The New Orleans Times-Picayune reports that efforts to repeal the 2008 Science Education Act have failed despite efforts by Louisiana Senator Karen Carter and affidavits from “43 Nobel laureates, faculty members and administrators from Louisiana State University and LSU’s Pennington Biomedical Research Center, and a host of state and national organizations of scientists and educators:”

The Senate Education Committee on Thursday spiked an effort to repeal the Louisiana Science Education Act that critics assail as a back door to allow intelligent design and the biblical creation story to enter the science curriculum. The 5-1 vote buries Senate Bill 70 by Sen. Karen Carter Peterson, D-New Orleans.

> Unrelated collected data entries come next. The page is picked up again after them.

use chrono::Utc;
use dashmap::DashMap;
use tracing::{info, warn};

use testweave_core::{DataFlowGraph, DataRecord, new_id};
use testweave_rules::{ValidationRule, builtin_api_rules, builtin_bpmn_rules};

use crate::consistency::{check_inter_record_consistency, check_record_consistency, summarize};
use crate::expression::CheckOutcome;
use crate::flow::validate_data_flow;
use crate::model::{
    ComplianceReport, ComplianceSummary, ConsistencyReport, ContextualComplianceReport,
    FlowConsistencyReport, PipelineOptions, RecordValidation, ValidationContext, ValidationType,
};
use crate::rules::{check_api_rule, check_rule, failure_message};

/// Runs BPMN, API, business-rule, consistency and data-flow validation over
/// generated records.
///
/// Merged BPMN and API rule sets are cached per diagram/spec id
/// (`bpmn:<id>`, `api:<id>`).
#[derive(Debug, Default)]
pub struct ComplianceValidator {
    options: PipelineOptions,
    rule_cache: DashMap<String, Vec<ValidationRule>>,
}

impl ComplianceValidator {
    pub fn new(options: PipelineOptions) -> Self {
        Self {
            options,
            rule_cache: DashMap::new(),
        }
    }

    pub fn options(&self) -> &PipelineOptions {
        &self.options
    }

    pub fn validate_bpmn_compliance(
        &self,
        records: &[DataRecord],
        diagram_id: &str,
        process_rules: &[ValidationRule],
    ) -> ComplianceReport {
        let rules = self.load_rules(&format!("bpmn:{diagram_id}"), builtin_bpmn_rules, process_rules);
        let report = build_report(
            ValidationType::BpmnCompliance,
            Some(diagram_id),
            records,
            &rules,
        );
        info!(
            diagram_id = %diagram_id,
            valid = report.summary.valid_records,
            invalid = report.summary.invalid_records,
            "bpmn compliance validated"
        );
        report
    }

    pub fn validate_api_compliance(
        &self,
        records: &[DataRecord],
        spec_id: &str,
        api_rules: &[ValidationRule],
    ) -> ComplianceReport {
        let rules = self.load_rules(&format!("api:{spec_id}"), builtin_api_rules, api_rules);
        let report = build_report(ValidationType::ApiCompliance, Some(spec_id), records, &rules);
        info!(
            spec_id = %spec_id,
            valid = report.summary.valid_records,
            invalid = report.summary.invalid_records,
            "api compliance validated"
        );
        report
    }

    pub fn validate_business_rules(
        &self,
        records: &[DataRecord],
        business_rules: &[ValidationRule],
    ) -> ComplianceReport {
        let report = build_report(ValidationType::BusinessRules, None, records, business_rules);
        info!(
            rules = business_rules.len(),
            valid = report.summary.valid_records,
            invalid = report.summary.invalid_records,
            "business rules validated"
        );
        report
    }

    pub fn validate_data_consistency(&self, records: &[DataRecord]) -> ConsistencyReport {
        let details: Vec<_> = records
            .iter()
            .enumerate()
            .map(|(index, record)| {
                check_record_consistency(index, record, self.options.reference_date)
            })
            .collect();
        let (inter_record_score, inter_record_issues) = check_inter_record_consistency(records);
        let summary = summarize(&details, inter_record_score);
        info!(
            records = records.len(),
            score = summary.consistency_score,
            "data consistency validated"
        );

        ConsistencyReport {
            validation_id: new_id("val"),
            validation_type: ValidationType::DataConsistency,
            summary,
            details,
            inter_record_issues,
            generated_at: Utc::now(),
            success: true,
        }
    }

    pub fn validate_data_flow(&self, graph: &DataFlowGraph) -> FlowConsistencyReport {
        let report = validate_data_flow(graph);
        info!(
            nodes = report.nodes,
            edges = report.edges,
            score = report.consistency_score,
            "data flow validated"
        );
        report
    }

    /// Run every validator the context enables plus data consistency, and
    /// average the resulting scores.
    pub fn validate_contextual_compliance(
        &self,
        records: &[DataRecord],
        context: &ValidationContext,
    ) -> ContextualComplianceReport {
        let bpmn_validation = context.bpmn.as_ref().map(|bpmn| {
            self.validate_bpmn_compliance(records, &bpmn.source_id, &bpmn.rules)
        });
        let api_validation = context
            .api
            .as_ref()
            .map(|api| self.validate_api_compliance(records, &api.source_id, &api.rules));
        let business_rules_validation = context
            .business_rules
            .as_ref()
            .map(|rules| self.validate_business_rules(records, rules));
        let consistency_validation = self.validate_data_consistency(records);
        let data_flow_validation = context
            .data_flow_graph
            .as_ref()
            .map(|graph| self.validate_data_flow(graph));

        let mut scores: Vec<f64> = [&bpmn_validation, &api_validation, &business_rules_validation]
            .into_iter()
            .flatten()
            .map(|report| report.summary.compliance_score)
            .collect();
        scores.push(consistency_validation.summary.consistency_score);
        if let Some(flow) = &data_flow_validation {
            scores.push(flow.consistency_score);
        }
        let overall = scores.iter().sum::<f64>() / scores.len() as f64;
        let is_compliant = overall >= self.options.compliance_threshold;

        if is_compliant {
            info!(records = records.len(), score = overall, "contextual validation passed");
        } else {
            warn!(
                records = records.len(),
                score = overall,
                threshold = self.options.compliance_threshold,
                "contextual validation below threshold"
            );
        }

        ContextualComplianceReport {
            validation_id: new_id("val"),
            validation_type: ValidationType::Contextual,
            validated_at: Utc::now(),
            total_records: records.len(),
            bpmn_validation,
            api_validation,
            business_rules_validation,
            consistency_validation,
            data_flow_validation,
            overall_compliance_score: overall,
            is_compliant,
        }
    }

    pub fn cached_rules(&self, key: &str) -> Option<Vec<ValidationRule>> {
        self.rule_cache.get(key).map(|entry| entry.value().clone())
    }

    pub fn clear_cache(&self) {
        self.rule_cache.clear();
        info!("validator rule cache cleared");
    }

    // Custom rules rebuild the cached entry; without them the entry is reused.
    fn load_rules(
        &self,
        key: &str,
        builtin: fn() -> Vec<ValidationRule>,
        custom: &[ValidationRule],
    ) -> Vec<ValidationRule> {
        if custom.is_empty()
            && let Some(cached) = self.rule_cache.get(key)
        {
            return cached.value().clone();
        }
        let mut rules = builtin();
        rules.extend(custom.iter().cloned());
        self.rule_cache.insert(key.to_string(), rules.clone());
        rules
    }
}

fn build_report(
    validation_type: ValidationType,
    source_id: Option<&str>,
    records: &[DataRecord],
    rules: &[ValidationRule],
) -> ComplianceReport {
    let details: Vec<RecordValidation> = records
        .iter()
        .enumerate()
        .map(|(index, record)| validate_record(index, record, rules, validation_type))
        .collect();
    let valid_records = details.iter().filter(|detail| detail.valid).count();
    let total_records = details.len();
    let compliance_score = if total_records == 0 {
        100.0
    } else {
        valid_records as f64 * 100.0 / total_records as f64
    };

    ComplianceReport {
        validation_id: new_id("val"),
        validation_type,
        source_id: source_id.map(str::to_string),
        summary: ComplianceSummary {
            total_records,
            valid_records,
            invalid_records: total_records - valid_records,
            compliance_score,
            applied_rules: rules.len(),
        },
        details,
        generated_at: Utc::now(),
        success: true,
    }
}

fn validate_record(
    record_index: usize,
    record: &DataRecord,
    rules: &[ValidationRule],
    validation_type: ValidationType,
) -> RecordValidation {
    let mut errors = Vec::new();
    let mut warnings = Vec::new();
    let check = if validation_type == ValidationType::ApiCompliance {
        check_api_rule
    } else {
        check_rule
    };
    for rule in rules {
        match check(rule, record) {
            CheckOutcome::Passed => {}
            CheckOutcome::Failed if validation_type == ValidationType::BusinessRules => {
                errors.push(format!("Business rule violation: {}", rule.field_name));
            }
            CheckOutcome::Failed => errors.push(failure_message(rule)),
            CheckOutcome::Unsupported => warnings.push(unsupported_message(rule)),
        }
    }

    RecordValidation {
        record_index,
        record_id: record.get("id").filter(|id| !id.is_null()).cloned(),
        valid: errors.is_empty(),
        validation_errors: errors,
        validation_warnings: warnings,
    }
}

fn unsupported_message(rule: &ValidationRule) -> String {
    if rule.rule_type.is_expression() {
        format!(
            "{}: unsupported {} expression '{}'",
            rule.field_name, rule.rule_type, rule.rule_value
        )
    } else {
        format!("{}: rule could not be evaluated", rule.field_name)
    }
}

Peterson pushed the repeal, she said, to defend the integrity of Louisiana public education and end “an embarrassment” for the state. A Roman Catholic, Peterson quoted from the Nicene Creed, which calls God the “creator of all things, seen and unseen.” She called it a statement of faith, not a conclusion of scientific discovery.

Defenders of the 2008 science education law call it a matter of academic freedom that is intended only to help science teachers encourage critical thinking and allow them to use instructional materials that supplement what textbooks say about topics such as evolution and global warming. The law originally was adopted at the urging of the Louisiana Family Forum, a conservative Christian group with considerable influence over legislative affairs.

A year after its passage, the law prompted the The Society for Integrative and Comparative Biology to boycott New Orleans for its massive conventions with an open letter to Governor Bobby Jindal that states, “It is the firm opinion of the SICB leadership that this law undermines the integrity of science and science education in Louisiana.”